Part 2: The sum \( S = (na+1)+(na+2)+\dots+(na+n) \). 

This is an arithmetic progression with n terms. The sum is \( S = \frac{n}{2}(\text{first term} + \text{last term}) = \frac{n}{2}(na+1 + na+n) \). For large n, the constants are negligible, so \( S \approx \frac{n}{2}(na+na+n) = \frac{n}{2}(2na+n) = \frac{n^2}{2}(2a+1) \). So, the denominator is approximately \( D \approx n^{a-1} \cdot \frac{n^2}{2}(2a+1) = \frac{n^{a+1}}{2}(2a+1) \). Now let's evaluate the limit of the fraction \( \frac{N}{D} \): \[ \lim_{n \to \infty} \frac{\frac{n^{a+1}}{a+1}}{\frac{n^{a+1}}{2}(2a+1)} = \frac{1/(a+1)}{(2a+1)/2} = \frac{2}{(a+1)(2a+1)} \] We are given that this limit is equal to \( \frac{1}{60} \). \[ \frac{2}{(a+1)(2a+1)} = \frac{1}{60} \] \[ (a+1)(2a+1) = 120 \] \[ 2a^2 + 3a + 1 = 120 \] \[ 2a^2 + 3a - 119 = 0 \] We can solve this quadratic equation. 

Let's test the options. 

(A) a=5: \( 2(25)+3(5)-119 = 50+15-119 \neq 0 \) 

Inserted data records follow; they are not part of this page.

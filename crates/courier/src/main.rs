use anyhow::Result;
use clap::{Parser, Subcommand};
use std::path::PathBuf;

use courier::cli::{self, OutputFormat};
use courier::config::DATASET_ENV;
use courier::logging;

#[derive(Parser)]
#[command(name = "courier")]
#[command(about = "Courier - delivery data analyst\nAsk questions about a delivery dataset and get data-driven answers")]
#[command(version)]
struct Cli {
  /// Delivery dataset (CSV)
  #[arg(long, global = true, env = DATASET_ENV)]
  data: Option<PathBuf>,

  /// Configuration file (JSON)
  #[arg(long, global = true)]
  config: Option<PathBuf>,

  /// Enable verbose logging
  #[arg(short, long, global = true)]
  verbose: bool,

  #[command(subcommand)]
  command: Commands,
}

#[derive(Subcommand)]
enum Commands {
  /// Answer a question about the dataset
  Ask {
    /// The question (space-separated words are joined)
    #[arg(required = true)]
    question: Vec<String>,
    /// Output format
    #[arg(short, long, value_enum, default_value = "pretty")]
    format: OutputFormat,
  },
  /// Show which analysis a question maps to without running it
  Classify {
    /// The question (space-separated words are joined)
    #[arg(required = true)]
    question: Vec<String>,
    /// Output format
    #[arg(short, long, value_enum, default_value = "pretty")]
    format: OutputFormat,
  },
  /// List example questions
  Examples,
}

fn main() -> Result<()> {
  let cli = Cli::parse();
  logging::init(cli.verbose);

  match cli.command {
    Commands::Ask { question, format } => {
      let config = cli::load_config(cli.config.as_deref())?;
      let engine = cli::build_engine(&config, cli.data.as_deref())?;
      cli::ask(&engine, &question.join(" "), format)?;
    }
    Commands::Classify { question, format } => {
      let config = cli::load_config(cli.config.as_deref())?;
      let engine = cli::build_engine(&config, cli.data.as_deref())?;
      cli::classify(&engine, &question.join(" "), format)?;
    }
    Commands::Examples => cli::examples(),
  }

  Ok(())
}
//! Festival versus regular-day delivery times.

use super::HandlerContext;
use crate::error::AnalysisError;
use crate::result::{AnalysisResult, Column, Table};
use crate::stats;

pub fn festival_delay(ctx: &HandlerContext<'_>) -> Result<AnalysisResult, AnalysisError> {
  let (mut regular, mut festival) = (Vec::new(), Vec::new());
  for record in ctx.eligible()? {
    match record.festival {
      Some(true) => festival.push(record.duration_min),
      Some(false) => regular.push(record.duration_min),
      None => {}
    }
  }

  let comparison = stats::compare(&regular, &festival).ok_or_else(|| AnalysisError::insufficient_data("festival"))?;

  // the No row is the baseline for delta_min and change_pct
  let mut table = Table::new(vec![
    Column::new("festival"),
    Column::with_unit("avg_time_min", "min"),
    Column::new("deliveries"),
    Column::with_unit("delta_min", "min"),
    Column::with_unit("change_pct", "%"),
  ]);
  table.push_row(vec![
    "No".into(),
    ctx.round(comparison.baseline_mean).into(),
    comparison.baseline_count.into(),
    0.0_f64.into(),
    comparison.change_pct.map(|_| 0.0).into(),
  ]);
  table.push_row(vec![
    "Yes".into(),
    ctx.round(comparison.condition_mean).into(),
    comparison.condition_count.into(),
    ctx.round(comparison.delta).into(),
    comparison.change_pct.map(|pct| ctx.round(pct)).into(),
  ]);

  let direction = if comparison.delta >= 0.0 { "longer" } else { "shorter" };
  let change = match comparison.change_pct {
    Some(pct) => format!(" ({}%)", ctx.figure(pct.abs())),
    None => String::new(),
  };
  let summary = format!(
    "Festival deliveries{} take {} min {direction}{change} than regular days ({} vs {} min)",
    ctx.scope(),
    ctx.figure(comparison.delta.abs()),
    ctx.figure(comparison.condition_mean),
    ctx.figure(comparison.baseline_mean)
  );
  Ok(AnalysisResult::table(summary, table))
}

(B) a=8: \( 2(64)+3(8)-119 = 128+24-119 \neq 0 \)

(C) a=-15/2: \( 2(225/4)+3(-15/2)-119 = 225/2 - 45/2 - 238/2 = (180-238)/2 \neq 0 \) 

(D) a=-17/2: \( 2((-17/2)^2)+3(-17/2)-119 = 2(289/4) - 51/2 - 119 = 289/2 - 51/2 - 238/2 = (238-238)/2 = 0 \). This value satisfies the equation.